Prosecutors hope the trial will deliver a harsh blow to the ‘ndrangheta, the Calabria-based mob organization that has exploited tens of billions of dollars in cocaine revenues over decades to extend its criminal reach across Europe and into several continents.
Anti-mafia Prosecutor Nicola Gratteri told reporters as he arrived at the bunker that the trial, targeting alleged members of a dozen crime clans as well as local officials, businessmen and politicians who were allegedly in cahoots with mobsters, marked a turning point.

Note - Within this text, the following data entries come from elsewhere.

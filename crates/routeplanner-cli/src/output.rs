//! Output formatting for routes and map summaries.

use std::io::{self, Write};

use clap::ValueEnum;
use serde::Serialize;

use routeplanner_lib::{Route, RouteModel};

use crate::terminal::ColorPalette;

/// Output formats supported by every command.
#[derive(Debug, Clone, Copy, PartialEq, Eq, Default, ValueEnum)]
pub enum OutputFormat {
    /// Human-readable text.
    #[default]
    Text,
    /// A single JSON document on stdout.
    Json,
}

/// Summary of a loaded map.
#[derive(Debug, Clone, Serialize)]
pub struct MapSummary {
    pub nodes: usize,
    pub roads: usize,
    pub footways: usize,
    pub metric_scale: f64,
}

impl MapSummary {
    pub fn from_model(model: &RouteModel) -> Self {
        Self {
            nodes: model.len(),
            roads: model.roads().len(),
            footways: model
                .roads()
                .iter()
                .filter(|road| road.kind.is_footway())
                .count(),
            metric_scale: model.metric_scale(),
        }
    }
}

#[derive(Serialize)]
struct RouteDocument<'a> {
    status: &'static str,
    #[serde(skip_serializing_if = "Option::is_none")]
    route: Option<&'a Route>,
}

/// Write a route, or the absence of one, in the requested format.
pub fn render_route<W: Write>(
    out: &mut W,
    route: Option<&Route>,
    format: OutputFormat,
    palette: ColorPalette,
) -> io::Result<()> {
    match format {
        OutputFormat::Json => {
            let document = RouteDocument {
                status: if route.is_some() { "found" } else { "no_path" },
                route,
            };
            serde_json::to_writer_pretty(&mut *out, &document)?;
            writeln!(out)
        }
        OutputFormat::Text => match route {
            Some(route) => render_route_text(out, route, palette),
            None => writeln!(out, "No path found between the requested points."),
        },
    }
}

fn render_route_text<W: Write>(out: &mut W, route: &Route, p: ColorPalette) -> io::Result<()> {
    writeln!(
        out,
        "Route from node {} to node {} ({} hops):",
        route.start,
        route.goal,
        route.hop_count()
    )?;

    let last = route.steps.len().saturating_sub(1);
    for (index, step) in route.steps.iter().enumerate() {
        let tag = if index == 0 {
            format!("{}STRT{}", p.tag_start, p.reset)
        } else if index == last {
            format!("{}GOAL{}", p.tag_goal, p.reset)
        } else {
            format!("{}  ->{}", p.gray, p.reset)
        };
        writeln!(
            out,
            "{tag} node {:>6}  ({:.4}, {:.4})",
            step.node, step.x, step.y
        )?;
    }

    writeln!(
        out,
        "Distance: {}{:.1} m{}",
        p.green, route.distance, p.reset
    )
}

/// Write a map summary in the requested format.
pub fn render_summary<W: Write>(
    out: &mut W,
    summary: &MapSummary,
    format: OutputFormat,
) -> io::Result<()> {
    match format {
        OutputFormat::Json => {
            serde_json::to_writer_pretty(&mut *out, summary)?;
            writeln!(out)
        }
        OutputFormat::Text => {
            writeln!(out, "Nodes:        {}", summary.nodes)?;
            writeln!(
                out,
                "Roads:        {} ({} footways)",
                summary.roads, summary.footways
            )?;
            writeln!(out, "Metric scale: {:.3} m/unit", summary.metric_scale)
        }
    }
}
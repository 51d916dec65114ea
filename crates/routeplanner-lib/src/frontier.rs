//! Open set for the A* search.
//!
//! The frontier is a push-only binary min-heap keyed by `g + h`. Entries are
//! never re-prioritised in place; a node pushed twice pops twice.

use std::cmp::Ordering;
use std::collections::BinaryHeap;

use crate::model::NodeId;

/// Priority queue of discovered nodes ordered by estimated total cost.
///
/// The smallest `g + h` pops first. Equal estimates pop in insertion order.
#[derive(Debug, Default)]
pub struct Frontier {
    heap: BinaryHeap<FrontierEntry>,
    pushed: u64,
}

impl Frontier {
    pub fn new() -> Self {
        Self::default()
    }

    /// Queue `node` with its cost so far and heuristic estimate.
    pub fn push(&mut self, node: NodeId, g_value: f64, h_value: f64) {
        self.heap.push(FrontierEntry {
            node,
            estimate: FloatOrd(g_value + h_value),
            sequence: self.pushed,
        });
        self.pushed += 1;
    }

    /// Remove and return the node with the smallest estimate.
    pub fn pop(&mut self) -> Option<NodeId> {
        self.heap.pop().map(|entry| entry.node)
    }

    pub fn len(&self) -> usize {
        self.heap.len()
    }

    pub fn is_empty(&self) -> bool {
        self.heap.is_empty()
    }

    /// Drop every queued entry and restart the insertion sequence.
    pub fn clear(&mut self) {
        self.heap.clear();
        self.pushed = 0;
    }
}

#[derive(Copy, Clone, Debug, Default)]
struct FloatOrd(f64);

impl PartialEq for FloatOrd {
    fn eq(&self, other: &Self) -> bool {
        self.cmp(other) == Ordering::Equal
    }
}

impl Eq for FloatOrd {}

impl PartialOrd for FloatOrd {
    fn partial_cmp(&self, other: &Self) -> Option<Ordering> {
        Some(self.cmp(other))
    }
}

impl Ord for FloatOrd {
    fn cmp(&self, other: &Self) -> Ordering {
        self.0.total_cmp(&other.0)
    }
}

#[derive(Copy, Clone, Debug, Eq, PartialEq)]
struct FrontierEntry {
    node: NodeId,
    estimate: FloatOrd,
    sequence: u64,
}

impl Ord for FrontierEntry {
    fn cmp(&self, other: &Self) -> Ordering {
        // Reverse ordering so BinaryHeap becomes a min-heap by estimate,
        // then by insertion order.
        other
            .estimate
            .cmp(&self.estimate)
            .then_with(|| other.sequence.cmp(&self.sequence))
    }
}

impl PartialOrd for FrontierEntry {
    fn partial_cmp(&self, other: &Self) -> Option<Ordering> {
        Some(self.cmp(other))
    }
}
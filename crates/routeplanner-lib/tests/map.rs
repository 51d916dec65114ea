use std::fs;

use routeplanner_lib::{load_map, plan_route, Error, RoutePlanner, SearchOutcome};
use tempfile::tempdir;

mod common;

use common::{brute_force_cost, fixture_path};

#[test]
fn fixture_loads_road_nodes_only() {
    let model = load_map(&fixture_path()).expect("fixture loads");

    // Eleven declared nodes; the town hall corner is only on a building outline.
    assert_eq!(model.len(), 10);
    assert_eq!(model.roads().len(), 6);
    assert!((model.metric_scale() - 744.82).abs() < 0.01);
}

#[test]
fn fixture_route_uses_the_market_footway() {
    let model = load_map(&fixture_path()).expect("fixture loads");
    let mut planner = RoutePlanner::new(&model, [0.0, 0.0], [100.0, 100.0]).unwrap();

    assert_eq!(planner.run().unwrap(), SearchOutcome::Found);
    // high_street a -> b, cross_street b -> e, market_walk e -> x -> i.
    assert_eq!(planner.path(), &[0, 1, 8, 9, 6]);
    assert!(
        (planner.distance() - 1260.71).abs() < 0.05,
        "distance {}",
        planner.distance()
    );

    let best = brute_force_cost(&model, 0, 6).unwrap() * model.metric_scale();
    assert!(planner.distance() <= best + 1e-9);
}

#[test]
fn footway_only_node_is_never_an_endpoint() {
    let model = load_map(&fixture_path()).expect("fixture loads");
    // The market bench (node 9) sits at roughly (0.76, 0.75).
    let closest = model.find_closest_node(0.76, 0.75).unwrap();
    assert_ne!(closest, 9);
}

#[test]
fn load_map_from_temporary_file() {
    let dir = tempdir().expect("create temp dir");
    let path = dir.path().join("village.json");
    fs::write(
        &path,
        r#"{
            "nodes": [
                {"id": "well", "lat": 51.0, "lon": -1.0},
                {"id": "inn", "lat": 51.0, "lon": -0.99},
                {"id": "farm", "lat": 51.005, "lon": -0.99}
            ],
            "ways": [
                {"id": "lane", "highway": "unclassified", "nodes": ["well", "inn"]},
                {"id": "track", "highway": "track", "nodes": ["inn", "farm"]}
            ]
        }"#,
    )
    .expect("write map");

    let model = load_map(&path).expect("map loads");
    // Tracks are not roads, so the farm is not part of the graph.
    assert_eq!(model.len(), 2);

    let route = plan_route(&model, [0.0, 0.0], [100.0, 0.0])
        .unwrap()
        .expect("well and inn connect");
    assert_eq!(route.hop_count(), 1);
}

#[test]
fn missing_map_file_is_an_io_error() {
    let dir = tempdir().expect("create temp dir");
    let result = load_map(&dir.path().join("absent.json"));
    assert!(matches!(result, Err(Error::Io(_))));
}
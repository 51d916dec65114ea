// Command handlers for the CLI subcommands.
//
// main.rs parses arguments and dispatches to these handlers; each handler
// loads what it needs through routeplanner-lib and writes to stdout.

pub mod inspect;
pub mod route;

use std::path::Path;

use anyhow::{Context, Result};
use routeplanner_lib::{load_map, resolve_map_path, RouteModel};

/// Resolve and load the map used by every command.
pub(crate) fn load_model(explicit: Option<&Path>) -> Result<RouteModel> {
    let path = resolve_map_path(explicit).context("failed to resolve the map location")?;
    load_map(&path).with_context(|| format!("failed to load map from {}", path.display()))
}
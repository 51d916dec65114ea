//! Route planner CLI library.
//!
//! Command handlers and output formatting for the `routeplanner-cli`
//! binary, exposed as a library so they can be tested in isolation.

pub mod commands;
pub mod output;
pub mod terminal;
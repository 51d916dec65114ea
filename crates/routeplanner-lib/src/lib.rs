//! Route planner library entry points.
//!
//! This crate exposes the road-network model, the nearest-node index, map
//! loading, and the A* search engine that finds and measures the shortest
//! route between two points. Higher-level consumers (the CLI) should only
//! depend on the items exported here instead of reimplementing behavior.

pub mod error;
pub mod frontier;
pub mod map;
pub mod model;
pub mod search;
pub mod spatial;

pub use error::{Error, Result};
pub use frontier::Frontier;
pub use map::{
    default_map_path, load_map, parse_map, resolve_map_path, MapBounds, MapDocument, MAP_ENV_VAR,
};
pub use model::{Node, NodeId, Road, RoadId, RoadKind, RouteModel, RouteModelBuilder};
pub use search::{
    plan_route, NodeState, Route, RoutePlanner, RouteStep, SearchOutcome, SearchState,
};
pub use spatial::SpatialIndex;
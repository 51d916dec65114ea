//! A* route search over a [`RouteModel`].
//!
//! [`RoutePlanner`] resolves a start and end coordinate to graph nodes, runs
//! the A* loop, and keeps the reconstructed path together with its length in
//! metres.
//!
//! # Expansion policy
//!
//! Every neighbour the model reports is pushed onto the frontier with its
//! parent, cost and estimate overwritten. There is no decrease-key step:
//! a node is marked visited when it is first pushed and the model stops
//! reporting it afterwards, so its first discovery is final. On graphs where
//! a node is first discovered through a more expensive predecessor the
//! returned route can be longer than the optimum.
//!
//! # Example
//!
//! ```
//! use routeplanner_lib::{RoadKind, RouteModel, RoutePlanner, SearchOutcome};
//!
//! # fn main() -> routeplanner_lib::Result<()> {
//! let mut builder = RouteModel::builder().metric_scale(100.0);
//! let a = builder.add_node(0.0, 0.0);
//! let b = builder.add_node(1.0, 0.0);
//! builder.add_road(RoadKind::Residential, [a, b]);
//! let model = builder.build()?;
//!
//! let mut planner = RoutePlanner::new(&model, [0.0, 0.0], [100.0, 0.0])?;
//! assert_eq!(planner.run()?, SearchOutcome::Found);
//! assert_eq!(planner.path(), &[a, b]);
//! assert!((planner.distance() - 100.0).abs() < 1e-9);
//! # Ok(())
//! # }
//! ```

use std::sync::atomic::{AtomicBool, Ordering};
use std::sync::Arc;

use serde::Serialize;
use tracing::debug;

use crate::error::{Error, Result};
use crate::frontier::Frontier;
use crate::model::{NodeId, RouteModel};

/// Per-node values owned by a single search.
#[derive(Debug, Clone, Copy, Default, PartialEq)]
pub struct NodeState {
    /// Cost from the start node along the path that discovered this node.
    pub g_value: f64,
    /// Straight-line estimate of the remaining cost to the goal.
    pub h_value: f64,
    /// Set once the node has entered the frontier.
    pub visited: bool,
    /// Predecessor on the discovering path; `None` for the start node.
    pub parent: Option<NodeId>,
}

/// Side table of [`NodeState`] keyed by node id.
///
/// Keeping this outside the model lets several searches share one graph.
#[derive(Debug, Clone, Default)]
pub struct SearchState {
    nodes: Vec<NodeState>,
}

impl SearchState {
    /// Fresh state for a graph with `len` nodes.
    pub fn new(len: usize) -> Self {
        Self {
            nodes: vec![NodeState::default(); len],
        }
    }

    pub fn get(&self, id: NodeId) -> Option<&NodeState> {
        self.nodes.get(id)
    }

    pub fn is_visited(&self, id: NodeId) -> bool {
        self.nodes.get(id).is_some_and(|state| state.visited)
    }

    pub fn parent(&self, id: NodeId) -> Option<NodeId> {
        self.nodes.get(id).and_then(|state| state.parent)
    }

    fn get_mut(&mut self, id: NodeId) -> Result<&mut NodeState> {
        self.nodes.get_mut(id).ok_or(Error::UnknownNode { id })
    }
}

/// Terminal state of a completed search.
#[derive(Debug, Clone, Copy, PartialEq, Eq, Serialize)]
#[serde(rename_all = "snake_case")]
pub enum SearchOutcome {
    /// The goal was reached; the path and distance are populated.
    Found,
    /// The frontier ran dry before the goal was reached.
    NoPath,
}

/// One node along a route, with its position in normalised map units.
#[derive(Debug, Clone, Copy, PartialEq, Serialize)]
pub struct RouteStep {
    pub node: NodeId,
    pub x: f64,
    pub y: f64,
}

/// Route found by a successful search.
#[derive(Debug, Clone, PartialEq, Serialize)]
pub struct Route {
    pub start: NodeId,
    pub goal: NodeId,
    pub steps: Vec<RouteStep>,
    /// Route length in metres.
    pub distance: f64,
}

impl Route {
    /// Number of hops in the route.
    pub fn hop_count(&self) -> usize {
        self.steps.len().saturating_sub(1)
    }
}

/// A* search between two points on a [`RouteModel`].
pub struct RoutePlanner<'a> {
    model: &'a RouteModel,
    state: SearchState,
    frontier: Frontier,
    start_node: NodeId,
    end_node: NodeId,
    path: Vec<NodeId>,
    distance: f64,
    expanded: usize,
    cancel: Option<Arc<AtomicBool>>,
}

impl<'a> RoutePlanner<'a> {
    /// Resolve `start` and `end` to their nearest nodes.
    ///
    /// Both points are `[x, y]` percentages (0 to 100) of the map extent and
    /// are divided by 100 to reach the model's normalised units.
    pub fn new(model: &'a RouteModel, start: [f64; 2], end: [f64; 2]) -> Result<Self> {
        let [start_x, start_y] = normalise(start)?;
        let [end_x, end_y] = normalise(end)?;

        let start_node = model.find_closest_node(start_x, start_y)?;
        let end_node = model.find_closest_node(end_x, end_y)?;

        Ok(Self {
            model,
            state: SearchState::new(model.len()),
            frontier: Frontier::new(),
            start_node,
            end_node,
            path: Vec::new(),
            distance: 0.0,
            expanded: 0,
            cancel: None,
        })
    }

    /// Poll `flag` once per loop iteration and stop with
    /// [`Error::Cancelled`] once it is set.
    pub fn with_cancellation(mut self, flag: Arc<AtomicBool>) -> Self {
        self.cancel = Some(flag);
        self
    }

    pub fn start_node(&self) -> NodeId {
        self.start_node
    }

    pub fn end_node(&self) -> NodeId {
        self.end_node
    }

    /// Nodes from start to end of the last successful run; empty otherwise.
    pub fn path(&self) -> &[NodeId] {
        &self.path
    }

    /// Length in metres of the last path found, `0.0` if none was found.
    pub fn distance(&self) -> f64 {
        self.distance
    }

    /// Number of nodes expanded by the last run.
    pub fn expanded_nodes(&self) -> usize {
        self.expanded
    }

    /// Search state of the last run.
    pub fn state(&self) -> &SearchState {
        &self.state
    }

    /// Owned summary of the last successful run.
    pub fn route(&self) -> Option<Route> {
        if self.path.is_empty() {
            return None;
        }

        let steps = self
            .path
            .iter()
            .filter_map(|&node| {
                self.model
                    .node(node)
                    .map(|position| RouteStep {
                        node,
                        x: position.x,
                        y: position.y,
                    })
            })
            .collect();

        Some(Route {
            start: self.start_node,
            goal: self.end_node,
            steps,
            distance: self.distance,
        })
    }

    /// Run the search to completion.
    ///
    /// Each call starts from a clean state, so a planner can be run again.
    pub fn run(&mut self) -> Result<SearchOutcome> {
        self.reset();
        debug!(
            start = self.start_node,
            goal = self.end_node,
            "starting A* search"
        );

        let start_h = self.heuristic(self.start_node);
        let start = self.state.get_mut(self.start_node)?;
        start.visited = true;
        start.h_value = start_h;
        self.frontier.push(self.start_node, 0.0, start_h);

        loop {
            if self.is_cancelled() {
                debug!(expanded = self.expanded, "search cancelled");
                return Err(Error::Cancelled);
            }

            let Some(current) = self.frontier.pop() else {
                break;
            };

            if current == self.end_node {
                self.path = self.reconstruct(current)?;
                self.distance = self.measure(&self.path);
                debug!(
                    hops = self.path.len().saturating_sub(1),
                    distance = self.distance,
                    expanded = self.expanded,
                    "route found"
                );
                return Ok(SearchOutcome::Found);
            }

            self.expand(current)?;
        }

        debug!(expanded = self.expanded, "frontier exhausted before reaching goal");
        Ok(SearchOutcome::NoPath)
    }

    fn reset(&mut self) {
        self.state = SearchState::new(self.model.len());
        self.frontier.clear();
        self.path.clear();
        self.distance = 0.0;
        self.expanded = 0;
    }

    fn is_cancelled(&self) -> bool {
        self.cancel
            .as_ref()
            .is_some_and(|flag| flag.load(Ordering::Relaxed))
    }

    fn heuristic(&self, node: NodeId) -> f64 {
        self.model.distance(node, self.end_node)
    }

    fn expand(&mut self, current: NodeId) -> Result<()> {
        self.expanded += 1;
        let current_g = self.state.get(current).map_or(0.0, |state| state.g_value);

        let state = &self.state;
        let neighbours = self
            .model
            .neighbours(current, |node| state.is_visited(node));

        for next in neighbours {
            let step = self.model.distance(current, next);
            if !step.is_finite() || step < 0.0 {
                return Err(Error::InvalidEdgeDistance {
                    from: current,
                    to: next,
                    distance: step,
                });
            }

            let h_value = self.heuristic(next);
            let g_value = current_g + step;
            let entry = self.state.get_mut(next)?;
            entry.parent = Some(current);
            entry.h_value = h_value;
            entry.g_value = g_value;
            entry.visited = true;
            self.frontier.push(next, g_value, h_value);
        }

        Ok(())
    }

    fn reconstruct(&self, goal: NodeId) -> Result<Vec<NodeId>> {
        let mut path = Vec::new();
        let mut current = Some(goal);
        while let Some(node) = current {
            if path.len() >= self.model.len() {
                return Err(Error::ParentCycle { node });
            }
            path.push(node);
            current = self.state.parent(node);
        }
        path.reverse();
        Ok(path)
    }

    fn measure(&self, path: &[NodeId]) -> f64 {
        let native: f64 = path
            .windows(2)
            .map(|pair| self.model.distance(pair[0], pair[1]))
            .sum();
        native * self.model.metric_scale()
    }
}

/// Resolve, search and summarise in one call.
///
/// Returns `Ok(None)` when the two points are not connected.
pub fn plan_route(model: &RouteModel, start: [f64; 2], end: [f64; 2]) -> Result<Option<Route>> {
    let mut planner = RoutePlanner::new(model, start, end)?;
    match planner.run()? {
        SearchOutcome::Found => Ok(planner.route()),
        SearchOutcome::NoPath => Ok(None),
    }
}

fn normalise([x, y]: [f64; 2]) -> Result<[f64; 2]> {
    Ok([percentage("x", x)? / 100.0, percentage("y", y)? / 100.0])
}

fn percentage(axis: &'static str, value: f64) -> Result<f64> {
    if value.is_finite() && (0.0..=100.0).contains(&value) {
        Ok(value)
    } else {
        Err(Error::InvalidCoordinate { axis, value })
    }
}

“Decades ago, people would tremble when talking about Cosa Nostra or when using the word ’ndrangheta, something they would say only in a hidden room, around the fireplace, whispering,” said Gratteri, who was born in Calabria and who has recalled how he played and attended school with boys who later grew up to become ‘ndranghetisti, as the syndicate’s ranks are known. “Today we are beginning to speak out in the open sunlight.”
Heartening to him and others in Italy who are tackling the ‘ndrangheta as well as other Italian crime syndicates are the growing departures from the past, when few dared to provoke mobsters’ retaliation by reporting attempts to demand “protection” money from businesses large and small and other forms of intimidation.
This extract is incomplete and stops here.